Cette compétence de gouvernement et de propriété collective constitue le fondement sur lequel un régime de droits de propriété complet peut être bâti. Dans le cadre de l’ITFA, tous les types d’options de modes d’occupation sont disponibles (location, bail et propriété). Pour la première fois, les membres des collectivités participant à l’ITFA pourront détenir le titre de leur terrain et de leur maison. En conséquence, le titre et la propriété des terres garantis donneront un accès considérablement accru au capital aux membres des Premières nations participant à l’ITFA à des fins personnelles (comme l’accès à la propriété et la construction d’une maison) et aux gouvernements des Premières nations participant à l’ITFA à des fins communautaires (comme la fourniture de routes, de services publics et d’autres infrastructures, et le développement et la croissance d’entreprises communautaires).

 


Accès au capital et au logement

Il y a une demande considérable de logements dans les réserves. Les estimations de la demande excédentaire de logements destinés aux Premières nations vont de 50 000 à 200 000 logements. À ce jour, les initiatives gouvernementales pour répondre à cette demande ont été insuffisantes. En 2008, le gouvernement fédéral a mis de côté 300 millions de dollars pour le Fonds pour les logements du marché destinés aux Premières nations.
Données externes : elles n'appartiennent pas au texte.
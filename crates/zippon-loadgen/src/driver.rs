//! Session loop: spawn, push `records_per_session` commands, close, repeat.

use std::time::{Duration, Instant};

use serde::{Deserialize, Serialize};

use crate::channel::{with_session, ChannelConfig, Response};
use crate::error::ChannelError;
use crate::record::RecordGenerator;

pub const REPORT_VERSION: &str = "zippon_loadgen_report_v1";

#[derive(Debug, Clone, Serialize, Deserialize, PartialEq, Eq)]
#[serde(default)]
pub struct LoadPlan {
    /// Number of independent process lifetimes.
    pub sessions: usize,
    pub records_per_session: usize,
    /// RNG seed (deterministic). `None` draws from OS entropy.
    pub seed: Option<u64>,
    pub channel: ChannelConfig,
}

impl Default for LoadPlan {
    fn default() -> Self {
        Self {
            sessions: 1000,
            records_per_session: 1000,
            seed: None,
            channel: ChannelConfig::default(),
        }
    }
}

#[derive(Debug, Clone, Serialize, PartialEq, Eq)]
pub struct SessionReport {
    pub index: usize,
    pub pid: u32,
    pub requests: usize,
    /// Responses that ended without an ETX.
    pub truncated: usize,
    pub response_bytes: usize,
    pub exit_code: Option<i32>,
    pub elapsed_ms: u64,
}

#[derive(Debug, Clone, Serialize)]
pub struct LoadReport {
    pub version: String,
    pub program: String,
    pub seed: Option<u64>,
    pub total_requests: usize,
    pub truncated_responses: usize,
    pub total_response_bytes: usize,
    pub elapsed_ms: u64,
    pub sessions: Vec<SessionReport>,
}

/// Hooks for progress output. Both default to no-ops.
pub trait LoadObserver {
    fn on_response(&mut self, _session: usize, _request: usize, _response: &Response) {}

    fn on_session_end(&mut self, _report: &SessionReport) {}
}

impl LoadObserver for () {}

/// Drive every session of `plan` in order. The first channel error aborts the
/// run; the session it happened in is still closed.
pub fn run_load(
    plan: &LoadPlan,
    observer: &mut dyn LoadObserver,
) -> Result<LoadReport, ChannelError> {
    let mut generator = match plan.seed {
        Some(seed) => RecordGenerator::seeded(seed),
        None => RecordGenerator::from_entropy(),
    };
    let start = Instant::now();
    let mut sessions = Vec::with_capacity(plan.sessions);

    for index in 0..plan.sessions {
        let session_start = Instant::now();
        let ((pid, requests, truncated, response_bytes), status) =
            with_session(plan.channel.clone(), |session| {
                let mut truncated = 0;
                let mut response_bytes = 0;
                for request in 0..plan.records_per_session {
                    let command = generator.next_command();
                    let response = session.run_frame(&command)?;
                    if !response.complete {
                        truncated += 1;
                    }
                    response_bytes += response.text.len();
                    observer.on_response(index, request, &response);
                }
                Ok::<_, ChannelError>((
                    session.pid(),
                    plan.records_per_session,
                    truncated,
                    response_bytes,
                ))
            })?;

        let report = SessionReport {
            index,
            pid,
            requests,
            truncated,
            response_bytes,
            exit_code: status.code(),
            elapsed_ms: millis(session_start.elapsed()),
        };
        if report.truncated > 0 {
            tracing::warn!(
                session = index,
                pid,
                truncated = report.truncated,
                "collaborator closed its output mid-session"
            );
        }
        observer.on_session_end(&report);
        sessions.push(report);
    }

    Ok(LoadReport {
        version: REPORT_VERSION.to_string(),
        program: plan.channel.program.display().to_string(),
        seed: plan.seed,
        total_requests: sessions.iter().map(|s| s.requests).sum(),
        truncated_responses: sessions.iter().map(|s| s.truncated).sum(),
        total_response_bytes: sessions.iter().map(|s| s.response_bytes).sum(),
        elapsed_ms: millis(start.elapsed()),
        sessions,
    })
}

fn millis(d: Duration) -> u64 {
    u64::try_from(d.as_millis()).unwrap_or(u64::MAX)
}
On s’attendait à ce que le résultat soit 25 000 nouvelles maisons en 10 ans. En date de mai 2015, selon les données les plus récentes, seulement 99 maisons ont été bâties. Plus récemment, le gouvernement fédéral a affecté 300 millions de dollars supplémentaires pour construire des maisons destinées aux Premières nations. On s’attend à ce que ces fonds aident à construire jusqu’à 2000 maisons supplémentaires. Cela pourrait prendre jusqu’à 100 ans d’engagements semblables pour répondre à la demande excédentaire.

Les principales causes de cette situation sont les restrictions empêchant un système de logement de marché sur les terres autochtones. Plus particulièrement, en raison des modes d’occupation, des restrictions touchant les saisies et du régime d’enregistrement actuels, il est plus risqué et moins efficient pour les prêteurs d’accorder des prêts hypothécaires aux propriétaires autochtones potentiels. De plus, ces restrictions ne permettent pas un marché adéquat pour la revente et, par conséquent, font baisser la valeur des propriétés.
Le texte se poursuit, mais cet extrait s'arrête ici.